Crucial for tissue repair, hormone production, and energy regulation, aim for 0.9-1.2 grams per pound of ideal body weight.
Regular Exercise
Exercise improves cognitive function, reduces the risk of dementia, and increases brain sensitivity to positive stimuli.
Muscles release hormones that enhance brain and overall well-being.
The best form of exercise is the one you'll stick with.
Limit Sugar Intake
Excessive sugar consumption can impair cognitive performance and contribute to brain shrinkage.
Prioritize whole, unprocessed foods, and limit sugary drinks.
Prioritize Sleep
Adequate sleep is crucial for cognitive function, memory consolidation, and emotional regulation.
Create a sleep-conducive environment.
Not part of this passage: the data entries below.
use async_trait::async_trait;

use crate::{FetchError, Lookback, TimeSeries};

/// Source of daily price/volume history.
#[async_trait]
pub trait DataSource: Send + Sync {
    async fn fetch(&self, symbol: &str, lookback: Lookback) -> Result<TimeSeries, FetchError>;
}
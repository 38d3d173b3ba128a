pub mod calendar;
pub mod error;
pub mod holt;

pub use calendar::*;
pub use error::*;
pub use holt::*;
Ensure a dark, cool, and quiet sleeping space.
Avoid screens before bed because the blue light emitted can interfere with sleep.
Invest in Real Connections
Strong social bonds can reduce stress, improve mental health, and positively influence eating habits.
Prioritize meaningful relationships and limit excessive social media use.
Dedicate time for family and friends, and be present in your interactions.
Action Items:
Take care of your employees.
Use technology to make your work easier and faster.
Focus on providing excellent customer service to build strong relationships with clients.
ONE Thing to Remember:
A holistic approach to health, incorporating nutrition, exercise, sleep, hydration, social connections, and mental stimulation, is essential for optimal well-being.